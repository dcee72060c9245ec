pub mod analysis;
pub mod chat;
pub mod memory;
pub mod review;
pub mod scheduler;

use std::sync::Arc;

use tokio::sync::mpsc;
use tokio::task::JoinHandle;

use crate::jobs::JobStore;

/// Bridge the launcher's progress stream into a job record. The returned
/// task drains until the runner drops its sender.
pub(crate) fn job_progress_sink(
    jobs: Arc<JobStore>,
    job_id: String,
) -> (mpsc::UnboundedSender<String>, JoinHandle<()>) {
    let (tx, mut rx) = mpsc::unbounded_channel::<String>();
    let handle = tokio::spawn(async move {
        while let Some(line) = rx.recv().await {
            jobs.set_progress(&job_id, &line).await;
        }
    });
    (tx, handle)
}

********

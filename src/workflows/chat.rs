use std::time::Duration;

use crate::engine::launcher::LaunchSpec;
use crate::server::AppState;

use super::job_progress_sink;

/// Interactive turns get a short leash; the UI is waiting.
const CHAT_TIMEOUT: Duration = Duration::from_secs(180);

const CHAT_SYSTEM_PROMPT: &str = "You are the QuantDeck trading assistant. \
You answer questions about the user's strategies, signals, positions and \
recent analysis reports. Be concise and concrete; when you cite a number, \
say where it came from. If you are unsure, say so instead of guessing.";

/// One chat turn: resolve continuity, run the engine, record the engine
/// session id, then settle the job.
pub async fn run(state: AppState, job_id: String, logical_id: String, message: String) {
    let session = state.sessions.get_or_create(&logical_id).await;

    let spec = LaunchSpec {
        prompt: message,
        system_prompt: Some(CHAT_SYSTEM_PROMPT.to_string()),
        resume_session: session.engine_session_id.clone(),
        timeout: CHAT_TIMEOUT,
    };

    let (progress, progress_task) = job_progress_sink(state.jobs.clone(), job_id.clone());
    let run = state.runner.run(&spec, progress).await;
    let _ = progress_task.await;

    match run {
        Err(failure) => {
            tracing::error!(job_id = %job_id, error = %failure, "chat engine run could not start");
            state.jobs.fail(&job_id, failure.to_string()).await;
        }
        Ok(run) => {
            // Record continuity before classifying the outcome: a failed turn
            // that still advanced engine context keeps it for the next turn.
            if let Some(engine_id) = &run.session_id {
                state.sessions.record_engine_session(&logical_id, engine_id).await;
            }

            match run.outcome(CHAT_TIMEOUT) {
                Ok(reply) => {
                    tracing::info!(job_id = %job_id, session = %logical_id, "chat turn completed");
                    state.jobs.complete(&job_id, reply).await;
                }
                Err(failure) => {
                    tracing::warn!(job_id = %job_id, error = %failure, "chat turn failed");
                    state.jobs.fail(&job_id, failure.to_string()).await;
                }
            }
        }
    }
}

********

TASK GOAL
In the listing above, locate the line containing "settle the job." and the line containing "let run = state.runner.run(&spec, progress).await;". Extract those two lines and every line between them, exactly as written, and only those.

PROBLEM SOLUTION
/// session id, then settle the job.
pub async fn run(state: AppState, job_id: String, logical_id: String, message: String) {
    let session = state.sessions.get_or_create(&logical_id).await;

    let spec = LaunchSpec {
        prompt: message,
        system_prompt: Some(CHAT_SYSTEM_PROMPT.to_string()),
        resume_session: session.engine_session_id.clone(),
        timeout: CHAT_TIMEOUT,
    };

    let (progress, progress_task) = job_progress_sink(state.jobs.clone(), job_id.clone());
    let run = state.runner.run(&spec, progress).await;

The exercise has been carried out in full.